An FAA employee goes head-to-head with contractor heavyweights.

I

f you want to compete for the richest, most technically complex federal contracts, you need a stable of skilled subcontractors, a track record of managing huge projects and a team of market-savvy executives. Or you need to be Jay Wade.

For more than a year, Wade, a 51-year-old employee of the Federal Aviation Administration, has been angling to bid in a massive public-private job competition at the FAA. The infrastructure at 58 flight service stations in the United States is at stake, as are 2,700 flight service specialist positions, one of which belongs to Wade. But instead of defending his job alongside other FAA workers on an in-house team that is competing to retain the work, Wade wants to compete through a company-Wade & Associates-that he created to bid in the contest.

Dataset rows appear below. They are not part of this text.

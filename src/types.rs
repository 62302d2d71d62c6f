//! Core data types shared by the indexer, search engine and paginator.

use crate::error::SearchError;
use serde::{Deserialize, Serialize};
use std::fmt;
use std::num::NonZeroUsize;
use std::str::FromStr;

/// One documentation page, pre-processed and ready to be searched.
#[derive(Debug, Clone, PartialEq, Eq, Serialize, Deserialize)]
pub struct IndexedPage {
    pub title: String,
    /// Stable path identifier, unique within a version.
    pub slug: String,
    /// Resolved URL of the page.
    pub route: String,
    /// Plain-text body with all markup removed.
    pub content: String,
    pub version: String,
    /// Front-matter keywords joined with single spaces.
    pub keywords: String,
    /// Configured front-matter values joined with single spaces.
    pub metadata: String,
}

/// A page matching a query, with its weighted score and preview snippet.
#[derive(Debug, Clone, PartialEq, Eq, Serialize, Deserialize)]
pub struct SearchResult {
    pub title: String,
    pub slug: String,
    pub route: String,
    pub snippet: String,
    pub score: u32,
    pub version: String,
}

/// Number of rows per result page.
#[derive(Debug, Clone, Copy, PartialEq, Eq)]
pub enum PageSize {
    /// Return every result without slicing.
    All,
    Fixed(NonZeroUsize),
}

impl PageSize {
    /// Build a fixed page size, rejecting zero.
    pub fn fixed(size: usize) -> Result<Self, SearchError> {
        NonZeroUsize::new(size)
            .map(Self::Fixed)
            .ok_or_else(|| SearchError::InvalidPagination("size must be at least 1".to_string()))
    }

    /// Clamp a fixed size to `max`; `All` is left untouched.
    pub fn clamp_to(self, max: NonZeroUsize) -> Self {
        match self {
            Self::Fixed(size) if size > max => Self::Fixed(max),
            other => other,
        }
    }

    /// The size reported back to callers: `0` stands for "all".
    pub const fn reported(self) -> usize {
        match self {
            Self::All => 0,
            Self::Fixed(size) => size.get(),
        }
    }
}

impl fmt::Display for PageSize {
    fn fmt(&self, f: &mut fmt::Formatter<'_>) -> fmt::Result {
        match self {
            Self::All => write!(f, "all"),
            Self::Fixed(size) => write!(f, "{}", size),
        }
    }
}

impl FromStr for PageSize {
    type Err = SearchError;

    fn from_str(s: &str) -> Result<Self, Self::Err> {
        let s = s.trim();
        if s.eq_ignore_ascii_case("all") {
            return Ok(Self::All);
        }

        let size: usize = s.parse().map_err(|_| {
            SearchError::InvalidPagination(format!(
                "size must be a positive integer or 'all', got '{}'",
                s
            ))
        })?;
        Self::fixed(size)
    }
}

/// Options for a single search invocation.
#[derive(Debug, Clone, PartialEq, Eq)]
pub struct SearchQuery {
    pub query: String,
    /// Version to search; `None` selects the latest.
    pub version: Option<String>,
    /// 1-based page number.
    pub page: NonZeroUsize,
    /// Page size; `None` selects the configured default.
    pub size: Option<PageSize>,
}

impl SearchQuery {
    /// A query for the first page of the latest version with the default size.
    pub fn new(query: impl Into<String>) -> Self {
        Self {
            query: query.into(),
            version: None,
            page: NonZeroUsize::MIN,
            size: None,
        }
    }

    pub fn version(mut self, version: impl Into<String>) -> Self {
        self.version = Some(version.into());
        self
    }

    pub fn page(mut self, page: NonZeroUsize) -> Self {
        self.page = page;
        self
    }

    pub fn size(mut self, size: PageSize) -> Self {
        self.size = Some(size);
        self
    }
}

/// One page of rows plus the counts needed to render pagination.
#[derive(Debug, Clone, PartialEq, Eq, Serialize)]
pub struct Paginated<T> {
    pub rows: Vec<T>,
    /// Total items in the collection searched, before filtering.
    pub count: usize,
    /// Total items that matched, before slicing.
    pub count_filtered: usize,
    pub page: usize,
    /// Rows per page; `0` when every row was returned.
    pub size: usize,
}

/// The response returned by a documentation search.
pub type SearchResponse = Paginated<SearchResult>;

Wade & Associates has no clients and no revenue. It has a workforce of three. At the moment, company headquarters is Wade's house in Franklin, Tenn. He knows his enterprise lacks the cachet of other firms eyeing the FAA competition-such as Lockheed Martin and Northrop Grumman, two of the A-list companies that plan to submit bids. "We're a startup, going for a $2 billion contract out of the box," Wade says.

Observers don't know what to make of Wade. "I'm not exactly sure what he is doing," says Wally Pike, president of the National Association of Air Traffic Specialists, the labor union that is backing the in-house team. Robert McMullen, FAA's program manager for the in-house team, says firms like Wade & Associates usually serve as subcontractors in competitions this size. "Frankly, it's going to be a big contract. Normally, you'd see a large company and then see smaller [subcontractors] like Mr. Wade's company under them," he says.

But Wade bristles at the notion that he can't go toe-to-toe with the Lockheeds of the world over flight service, his passion for the past 22 years. "They probably don't think I'm qualified," he says, his voice rising. "Well, I got a quote for you. This contract manager has personally done over 150,000 pilot weather briefings without a single weather-related accident, so I think I'm profoundly qualified."

Besides providing weather briefings to pilots, flight service specialists orient lost aircraft, assist in search-and-rescues, and monitor temporary flight restriction zones. Specialists do not separate air traffic. That's the job of their better-known cousins, air traffic controllers. The specialist workforce is aging, and relies on expensive, outdated infrastructure-it cost $514 million to operate the stations in fiscal 2002-making the employees a ripe target for competitive sourcing.

FAA officials view the competition as a way to modernize the agency's flight service function, and observers expect to see a series of technology-heavy bids. In January, the in-house team joined forces with Harris Corp., a Florida-based firm that holds several information technology contracts with the FAA, to produce a joint bid. The highly unusual pairing is expected to boost the prospects of agency workers in the contest.

As a current flight service specialist, Wade is represented by the in-house/Harris alliance, according to McMullen. But Wade insists on submitting his own proposal, in part because he disagrees with the strategy he believes the in-house team will use. "The grapevine rumor I'm hearing is they are hoping to survive [the competition] by taking pay cuts and downsizing," he says. "But I don't think that is necessary."

McMullen says the in-house team is still crafting its proposal. "We haven't decided on what our plans are going to be to date, but if [Wade] sticks to the status quo, good luck to him," he says.

Wade's effort is so unusual that competitors speculate about his motives. Privately, some suggest he has ties to NAATS, and is only in the running to advance its agenda, perhaps by filing a bid protest at some point. But Pike, the president of NAATS, says Wade does not belong to his union. Wade, for his part, is critical of the labor union, and says he has ties with flight service specialists who are not union members. "The union hasn't stood up for us over the past few years," he says. "I'm just trying to bid on my job, and help other people who aren't in the union and don't believe the [in-house team] is in our best interests.

"All I want is the opportunity to compete," Wade says. "Is the Bush administration going to prevent me, a potentially displaced employee, from bidding on my own job?"

Wade already has cleared one procedural hurdle that threatened to end his quest. In January, the FAA asked prospective bidders to show that they had $110 million in cash reserves on hand. With no clients, Wade & Associates had no revenue. "What am I going to do, send them a copy of my lottery ticket?" he said at the time. But a few weeks later, the FAA dropped the requirement. "Nobody was more surprised than me that they did that," says Wade. There are now five potential prime contractors that could compete against the in-house team: Lockheed Martin, Northrop Grumman, Computer Sciences Corp., Raytheon, and Wade & Associates. The FAA plans to issue a final solicitation in May, and will ask for proposals by late summer.

If Wade & Associates were to win the competition, Wade would have to retire-FAA employees are prohibited from holding contracts with the agency. Even Wade acknowledges the odds of this happening are slim. But he wants to compete. "I know it's a long shot, but this is my business, so I'm going to give it a try."